The requests for women to avoid pregnancy is not the only attempt by governments of these nations to prevent Zika’s spread. Brazil is sending 220,000 members of its armed forces into the most heavily hit areas, according to the Guardian, to try to eradicate the Aedes mosquitoes. The soldiers will go house-to-house to distribute leaflets and make suggestions about what people can do to limit the mosquito population, such as emptying all sources of standing water around their homes. They will also provide advice for preventing mosquito bites, such as covering as much as the body as possible with light-colored clothing, closing doors and windows, sleeping under mosquito netting, and using repellent, which is becoming hard to find in the country.
Despite this effort, however, Brazil’s health minister is not optimistic. He noted that his country had already failed in its efforts to eradicate this insect when it was responsible for outbreaks of dengue, chikungunya, and yellow fever. He told reporters, “The mosquito has been here in Brazil for three decades, and we are badly losing the battle against the mosquito.”

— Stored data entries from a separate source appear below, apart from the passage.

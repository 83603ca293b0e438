//! Shared fixtures: an in-memory sandbox runtime and a scripted agent.
//!
//! The fake agent listens on a loopback port standing in for every
//! sandbox's control port. For each command it asks the test's script what
//! happened, writes captured output into the runtime's files in judge mode,
//! and dials the completion back to the correlator like a real agent.

#![allow(dead_code)]

use std::collections::HashMap;
use std::net::SocketAddr;
use std::path::{Path, PathBuf};
use std::sync::{Arc, Mutex};
use std::time::Duration;

use anyhow::Result;
use async_trait::async_trait;
use tempfile::TempDir;
use tokio::net::{TcpListener, TcpStream};

use cafecoder_judge::config::Config;
use cafecoder_judge::correlator::Correlator;
use cafecoder_judge::judge::Judge;
use cafecoder_judge::sandbox::SandboxRuntime;
use cafecoder_judge::transport::{
    recv_message, send_message, CommandRequest, CompletionRecord, Mode,
};

pub const WORK_PREFIX: &str = "/judge";

#[derive(Default)]
struct RuntimeState {
    calls: Vec<String>,
    files: HashMap<(String, String), Vec<u8>>,
}

/// Sandbox runtime that keeps every sandbox's files in memory.
#[derive(Default)]
pub struct MemoryRuntime {
    state: Mutex<RuntimeState>,
    pub fail_create: bool,
    pub panic_on_read: bool,
}

impl MemoryRuntime {
    pub fn failing_create() -> Self {
        Self {
            fail_create: true,
            ..Self::default()
        }
    }

    pub fn panicking_reads() -> Self {
        Self {
            panic_on_read: true,
            ..Self::default()
        }
    }

    fn log(&self, call: String) {
        self.state.lock().unwrap().calls.push(call);
    }

    pub fn calls(&self) -> Vec<String> {
        self.state.lock().unwrap().calls.clone()
    }

    pub fn file(&self, sandbox: &str, path: &str) -> Option<Vec<u8>> {
        self.state
            .lock()
            .unwrap()
            .files
            .get(&(sandbox.to_string(), path.to_string()))
            .cloned()
    }

    pub fn put(&self, sandbox: &str, path: &str, contents: &[u8]) {
        self.state
            .lock()
            .unwrap()
            .files
            .insert((sandbox.to_string(), path.to_string()), contents.to_vec());
    }
}

#[async_trait]
impl SandboxRuntime for MemoryRuntime {
    async fn create(&self, name: &str, image: &str) -> Result<()> {
        self.log(format!("create {name} {image}"));
        anyhow::ensure!(!self.fail_create, "no such image: {image}");
        Ok(())
    }

    async fn start(&self, name: &str) -> Result<()> {
        self.log(format!("start {name}"));
        Ok(())
    }

    async fn address(&self, _name: &str) -> Result<Option<String>> {
        Ok(Some("127.0.0.1".into()))
    }

    async fn stop(&self, name: &str, _timeout: Duration) -> Result<()> {
        self.log(format!("stop {name}"));
        Ok(())
    }

    async fn remove(&self, name: &str) -> Result<()> {
        self.log(format!("remove {name}"));
        Ok(())
    }

    async fn write_file(&self, name: &str, path: &str, contents: &[u8]) -> Result<()> {
        self.put(name, path, contents);
        Ok(())
    }

    async fn read_file(&self, name: &str, path: &str) -> Result<Vec<u8>> {
        assert!(!self.panic_on_read, "runtime blew up reading {path}");
        self.file(name, path)
            .ok_or_else(|| anyhow::anyhow!("no such file {path} in {name}"))
    }
}

/// What the scripted agent reports for one command.
#[derive(Debug, Clone, Default)]
pub struct Reply {
    pub elapsed_ms: i64,
    pub success: bool,
    pub error_message: String,
    pub stdout: String,
    pub stderr: String,
    pub delay: Duration,
}

impl Reply {
    pub fn ok() -> Self {
        Self {
            success: true,
            ..Self::default()
        }
    }

    pub fn output(stdout: &str, elapsed_ms: i64) -> Self {
        Self {
            elapsed_ms,
            success: true,
            stdout: stdout.to_string(),
            ..Self::default()
        }
    }
}

/// Decides the outcome of a command. Receives the staged test input for
/// judge-mode commands.
pub type Script = Arc<dyn Fn(&CommandRequest, &[u8]) -> Reply + Send + Sync>;

/// Everything a test needs to drive the judge.
pub struct Harness {
    pub judge: Judge<MemoryRuntime>,
    pub runtime: Arc<MemoryRuntime>,
    pub commands: Arc<Mutex<Vec<CommandRequest>>>,
    pub dir: TempDir,
}

impl Harness {
    pub async fn new(script: Script) -> Self {
        Self::with_runtime(MemoryRuntime::default(), script).await
    }

    pub async fn with_runtime(runtime: MemoryRuntime, script: Script) -> Self {
        Self::configured(runtime, script, |_| {}).await
    }

    /// Build a harness, then let the test adjust the judge's config.
    pub async fn configured(
        runtime: MemoryRuntime,
        script: Script,
        adjust: impl FnOnce(&mut Config),
    ) -> Self {
        let runtime = Arc::new(runtime);
        let correlator = Correlator::new();

        let completions = TcpListener::bind("127.0.0.1:0").await.unwrap();
        let completion_addr = completions.local_addr().unwrap();
        tokio::spawn(Arc::clone(&correlator).serve(completions));

        let agent = TcpListener::bind("127.0.0.1:0").await.unwrap();
        let control_port = agent.local_addr().unwrap().port();
        let commands = Arc::new(Mutex::new(Vec::new()));
        tokio::spawn(run_agent(
            agent,
            completion_addr,
            Arc::clone(&runtime),
            Arc::clone(&commands),
            script,
        ));

        let mut config = Config {
            control_port,
            work_dir_prefix: WORK_PREFIX.into(),
            completion_timeout_seconds: 5,
            address_attempts: 1,
            ..Config::default()
        };
        adjust(&mut config);

        Self {
            judge: Judge::new(Arc::new(config), Arc::clone(&runtime), correlator),
            runtime,
            commands,
            dir: tempfile::tempdir().unwrap(),
        }
    }

    /// Write a source file and return its path.
    pub fn source(&self, name: &str, contents: &str) -> PathBuf {
        let path = self.dir.path().join(name);
        std::fs::write(&path, contents).unwrap();
        path
    }

    /// Write a problem directory with `(name, input, expected)` cases.
    pub fn problem(&self, name: &str, cases: &[(&str, &str, &str)]) -> PathBuf {
        let root = self.dir.path().join(name);
        std::fs::create_dir_all(root.join("in")).unwrap();
        std::fs::create_dir_all(root.join("out")).unwrap();

        let mut manifest = String::new();
        for (case, input, expected) in cases {
            std::fs::write(root.join("in").join(case), input).unwrap();
            std::fs::write(root.join("out").join(case), expected).unwrap();
            manifest.push_str(case);
            manifest.push('\n');
        }
        std::fs::write(root.join("testcase_list.txt"), manifest).unwrap();
        root
    }

    pub fn commands_for(&self, session: &str) -> Vec<CommandRequest> {
        self.commands
            .lock()
            .unwrap()
            .iter()
            .filter(|c| c.session_id == session)
            .cloned()
            .collect()
    }
}

/// Submission line for the intake protocol.
pub fn line(session: &str, source: &Path, language: u8, tests: &Path, score: i64) -> String {
    format!(
        "0,{session},{},{language},{},{score}\n",
        source.display(),
        tests.display()
    )
}

async fn run_agent(
    listener: TcpListener,
    completion_addr: SocketAddr,
    runtime: Arc<MemoryRuntime>,
    commands: Arc<Mutex<Vec<CommandRequest>>>,
    script: Script,
) {
    loop {
        let Ok((mut conn, _)) = listener.accept().await else {
            continue;
        };
        let Ok(request) = recv_message::<_, CommandRequest>(&mut conn).await else {
            continue;
        };
        commands.lock().unwrap().push(request.clone());

        let work_dir = format!("{WORK_PREFIX}/{}", request.session_id);
        let input = runtime
            .file(&request.session_id, &format!("{work_dir}/testcase.txt"))
            .unwrap_or_default();
        let reply = script(&request, &input);

        if request.mode == Mode::Judge {
            runtime.put(
                &request.session_id,
                &format!("{work_dir}/userStdout.txt"),
                reply.stdout.as_bytes(),
            );
            runtime.put(
                &request.session_id,
                &format!("{work_dir}/userStderr.txt"),
                reply.stderr.as_bytes(),
            );
        }

        tokio::spawn(async move {
            tokio::time::sleep(reply.delay).await;
            let record = CompletionRecord {
                session_id: request.session_id,
                elapsed_ms: reply.elapsed_ms,
                success: reply.success,
                error_message: reply.error_message,
            };
            let mut stream = TcpStream::connect(completion_addr).await.unwrap();
            send_message(&mut stream, &record).await.unwrap();
        });
    }
}

/// Wrap a closure as a [`Script`].
pub fn script(f: impl Fn(&CommandRequest, &[u8]) -> Reply + Send + Sync + 'static) -> Script {
    Arc::new(f)
}

/// Script where every tool command succeeds and test runs are decided by `f`.
pub fn runs(f: impl Fn(&CommandRequest, &[u8]) -> Reply + Send + Sync + 'static) -> Script {
    script(move |req, input| match req.mode {
        Mode::Judge => f(req, input),
        Mode::Others => Reply::ok(),
    })
}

El Salvador’s vice minister of health also promises that asking women to put off pregnancy is not the country’s primary strategy—its officials, too, are trying to get rid of standing water and have asked religious leaders to get congregations to clean up trash in the streets that can also be breeding grounds for insects. But, he says the secondary strategy of pregnancy prevention is necessary because “of the fact that these mosquitoes exist and transmit this disease.”
Many of the issues that these countries are facing are not problems in much of the United States because of geography and resources. The mosquitoes likely to carry the virus are limited to the warmer, more southern parts of the country. And because of the spread of West Nile virus and other mosquito-borne illnesses, many municipalities are already careful to eliminate pools of standing water; some even spray insecticides. Finally, although the Zika virus is still fairly little-known, it does not appear to be carried by birds, which is one of the things that makes the spread of West Nile so hard to prevent.
Though there have been cases of the Zika virus reported in the contiguous United States, thus far, all seem to have been contracted in another country. Dr. Beth Bell, director of the CDC’s National Center for Emerging and Zoonotic Infectious Disease, told NPR that she doesn’t expect to see a full-fledged outbreak here.
The CDC and scientists around the world are carefully studying the current outbreaks to learn more about the virus including confirming that it is, indeed, the cause of microcephaly and determining when in pregnancy infection is most risky. Some reports have also suggested that like many other viruses, Zika might be sexually transmitted through the semen of men who have had the illness. This has not been confirmed, and even if it were true, it would undoubtedly account for far fewer cases than those transmitted by mosquitoes. Unfortunately, some research is made harder by the fact that the virus does not infect most lab animals such as mice and rats.
While scientists gather information, women who are pregnant or planning to become pregnant are left to decide how much they are willing to do to prevent the disease. Some can just avoid the areas of outbreak, but others who do not have the luck of geography are left to decide if they are willing—or able—to avoid pregnancy or childbirth altogether.